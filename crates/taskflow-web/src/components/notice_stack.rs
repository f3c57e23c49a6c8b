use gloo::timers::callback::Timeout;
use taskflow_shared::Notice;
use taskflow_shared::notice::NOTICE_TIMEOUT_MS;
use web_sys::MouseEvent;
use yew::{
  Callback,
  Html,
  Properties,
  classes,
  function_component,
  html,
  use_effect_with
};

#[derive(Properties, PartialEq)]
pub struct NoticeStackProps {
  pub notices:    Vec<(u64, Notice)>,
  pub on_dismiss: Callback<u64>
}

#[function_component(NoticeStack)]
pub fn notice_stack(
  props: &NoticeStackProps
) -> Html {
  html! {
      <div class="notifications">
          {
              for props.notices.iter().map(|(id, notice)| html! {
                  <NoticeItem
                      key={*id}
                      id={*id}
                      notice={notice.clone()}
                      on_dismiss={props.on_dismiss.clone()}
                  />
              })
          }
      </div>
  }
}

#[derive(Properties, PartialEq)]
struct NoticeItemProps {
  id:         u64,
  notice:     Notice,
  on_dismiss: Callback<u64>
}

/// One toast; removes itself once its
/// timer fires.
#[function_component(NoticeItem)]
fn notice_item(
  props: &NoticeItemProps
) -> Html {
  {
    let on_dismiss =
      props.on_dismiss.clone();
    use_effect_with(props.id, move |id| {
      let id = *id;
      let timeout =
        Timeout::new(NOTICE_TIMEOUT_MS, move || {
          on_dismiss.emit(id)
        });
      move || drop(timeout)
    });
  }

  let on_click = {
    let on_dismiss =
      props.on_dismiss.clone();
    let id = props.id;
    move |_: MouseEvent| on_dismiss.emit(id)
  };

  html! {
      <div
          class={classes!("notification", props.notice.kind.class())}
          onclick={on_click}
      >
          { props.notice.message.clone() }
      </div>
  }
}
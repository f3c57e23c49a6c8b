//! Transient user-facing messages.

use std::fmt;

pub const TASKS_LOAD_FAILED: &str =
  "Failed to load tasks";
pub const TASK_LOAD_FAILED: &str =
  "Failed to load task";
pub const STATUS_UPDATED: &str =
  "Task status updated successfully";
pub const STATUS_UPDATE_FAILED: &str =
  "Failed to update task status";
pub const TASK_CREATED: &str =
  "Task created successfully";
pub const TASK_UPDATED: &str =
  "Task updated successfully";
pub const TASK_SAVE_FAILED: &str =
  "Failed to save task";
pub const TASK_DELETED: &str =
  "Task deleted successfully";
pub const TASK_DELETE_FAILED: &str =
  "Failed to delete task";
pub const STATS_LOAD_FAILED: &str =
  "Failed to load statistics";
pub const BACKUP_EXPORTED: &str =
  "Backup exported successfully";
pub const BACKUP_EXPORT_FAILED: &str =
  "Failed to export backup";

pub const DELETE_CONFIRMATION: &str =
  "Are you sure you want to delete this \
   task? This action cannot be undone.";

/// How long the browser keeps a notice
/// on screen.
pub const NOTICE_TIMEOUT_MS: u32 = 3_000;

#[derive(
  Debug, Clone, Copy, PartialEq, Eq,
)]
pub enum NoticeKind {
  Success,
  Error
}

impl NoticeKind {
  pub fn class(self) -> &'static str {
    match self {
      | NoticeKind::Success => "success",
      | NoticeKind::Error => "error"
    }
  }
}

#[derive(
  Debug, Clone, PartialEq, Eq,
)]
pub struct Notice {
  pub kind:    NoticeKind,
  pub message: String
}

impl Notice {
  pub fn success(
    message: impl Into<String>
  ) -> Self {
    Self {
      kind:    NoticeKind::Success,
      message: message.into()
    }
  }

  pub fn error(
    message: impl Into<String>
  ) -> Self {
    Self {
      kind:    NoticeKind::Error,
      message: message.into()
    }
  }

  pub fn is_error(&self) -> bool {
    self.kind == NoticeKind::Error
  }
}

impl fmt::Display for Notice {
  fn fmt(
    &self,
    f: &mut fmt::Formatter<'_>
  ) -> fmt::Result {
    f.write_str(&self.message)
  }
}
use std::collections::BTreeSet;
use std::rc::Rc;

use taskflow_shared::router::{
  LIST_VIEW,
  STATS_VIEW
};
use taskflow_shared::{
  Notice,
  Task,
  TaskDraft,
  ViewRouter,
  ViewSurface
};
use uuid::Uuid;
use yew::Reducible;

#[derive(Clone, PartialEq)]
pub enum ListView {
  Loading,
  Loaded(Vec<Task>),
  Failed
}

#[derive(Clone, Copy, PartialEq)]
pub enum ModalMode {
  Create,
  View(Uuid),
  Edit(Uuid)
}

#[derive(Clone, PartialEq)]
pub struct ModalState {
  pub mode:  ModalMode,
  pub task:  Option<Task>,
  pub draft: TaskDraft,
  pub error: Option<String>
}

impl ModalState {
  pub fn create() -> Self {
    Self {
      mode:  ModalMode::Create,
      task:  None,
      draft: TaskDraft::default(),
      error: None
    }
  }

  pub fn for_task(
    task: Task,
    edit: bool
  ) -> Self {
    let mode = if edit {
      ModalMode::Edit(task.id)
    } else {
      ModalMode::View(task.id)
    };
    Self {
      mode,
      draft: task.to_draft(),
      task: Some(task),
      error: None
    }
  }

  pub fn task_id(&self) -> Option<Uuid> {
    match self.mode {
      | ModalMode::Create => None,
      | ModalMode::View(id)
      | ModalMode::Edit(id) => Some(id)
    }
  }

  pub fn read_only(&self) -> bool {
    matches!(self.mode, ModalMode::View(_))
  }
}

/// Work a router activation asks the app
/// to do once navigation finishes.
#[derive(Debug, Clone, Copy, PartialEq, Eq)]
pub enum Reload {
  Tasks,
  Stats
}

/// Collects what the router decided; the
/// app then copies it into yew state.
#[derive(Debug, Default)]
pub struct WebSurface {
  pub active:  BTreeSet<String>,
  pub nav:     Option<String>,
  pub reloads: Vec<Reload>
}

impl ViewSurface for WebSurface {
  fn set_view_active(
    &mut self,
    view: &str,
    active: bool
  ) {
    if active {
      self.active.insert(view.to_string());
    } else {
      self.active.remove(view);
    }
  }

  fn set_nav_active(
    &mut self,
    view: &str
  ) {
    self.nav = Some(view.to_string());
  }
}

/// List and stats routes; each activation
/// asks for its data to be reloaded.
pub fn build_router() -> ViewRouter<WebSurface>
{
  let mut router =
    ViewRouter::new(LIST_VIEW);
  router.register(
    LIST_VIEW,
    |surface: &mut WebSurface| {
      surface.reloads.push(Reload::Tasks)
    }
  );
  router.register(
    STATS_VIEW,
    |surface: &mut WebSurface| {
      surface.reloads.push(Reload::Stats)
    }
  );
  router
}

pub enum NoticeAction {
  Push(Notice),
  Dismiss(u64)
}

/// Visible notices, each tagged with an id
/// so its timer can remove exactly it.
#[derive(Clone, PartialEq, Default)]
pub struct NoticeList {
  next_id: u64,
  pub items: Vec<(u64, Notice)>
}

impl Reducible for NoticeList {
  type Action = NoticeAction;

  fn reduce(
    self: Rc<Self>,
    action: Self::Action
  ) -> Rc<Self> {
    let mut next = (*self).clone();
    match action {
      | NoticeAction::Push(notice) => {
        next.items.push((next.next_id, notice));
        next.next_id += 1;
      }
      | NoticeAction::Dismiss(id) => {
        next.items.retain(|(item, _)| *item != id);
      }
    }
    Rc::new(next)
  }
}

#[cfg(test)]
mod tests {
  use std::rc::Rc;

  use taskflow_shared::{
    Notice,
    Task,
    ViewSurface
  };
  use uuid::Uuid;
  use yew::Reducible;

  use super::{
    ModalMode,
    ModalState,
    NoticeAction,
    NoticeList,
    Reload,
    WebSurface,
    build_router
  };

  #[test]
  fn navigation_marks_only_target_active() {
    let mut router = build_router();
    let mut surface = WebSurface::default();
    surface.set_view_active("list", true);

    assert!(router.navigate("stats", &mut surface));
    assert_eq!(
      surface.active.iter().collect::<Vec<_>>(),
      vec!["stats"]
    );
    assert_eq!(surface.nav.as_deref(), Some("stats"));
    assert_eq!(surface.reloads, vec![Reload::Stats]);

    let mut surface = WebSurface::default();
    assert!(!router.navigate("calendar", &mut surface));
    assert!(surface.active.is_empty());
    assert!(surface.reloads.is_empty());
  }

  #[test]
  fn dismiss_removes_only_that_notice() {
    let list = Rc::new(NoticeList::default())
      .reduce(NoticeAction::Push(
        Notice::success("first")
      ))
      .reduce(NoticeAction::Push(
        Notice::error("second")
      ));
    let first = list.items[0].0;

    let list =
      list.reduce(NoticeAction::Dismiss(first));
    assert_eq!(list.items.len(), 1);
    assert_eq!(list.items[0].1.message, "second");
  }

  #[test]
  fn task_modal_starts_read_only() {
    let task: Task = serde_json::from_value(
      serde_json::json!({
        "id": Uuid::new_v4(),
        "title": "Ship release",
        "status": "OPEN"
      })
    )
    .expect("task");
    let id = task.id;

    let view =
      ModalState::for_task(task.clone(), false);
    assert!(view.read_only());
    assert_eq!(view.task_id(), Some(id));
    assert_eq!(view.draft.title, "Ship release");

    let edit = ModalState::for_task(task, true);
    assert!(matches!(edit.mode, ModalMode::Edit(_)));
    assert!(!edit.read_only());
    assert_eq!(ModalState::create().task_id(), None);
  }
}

____________________

* INSTRUCTIONS TO FOLLOW
Look through the data above for the word "ModalState". Report each line where it occurs.

* ANSWER
pub struct ModalState {
impl ModalState {
    ModalState,
      ModalState::for_task(task.clone(), false);
    let edit = ModalState::for_task(task, true);
    assert_eq!(ModalState::create().task_id(), None);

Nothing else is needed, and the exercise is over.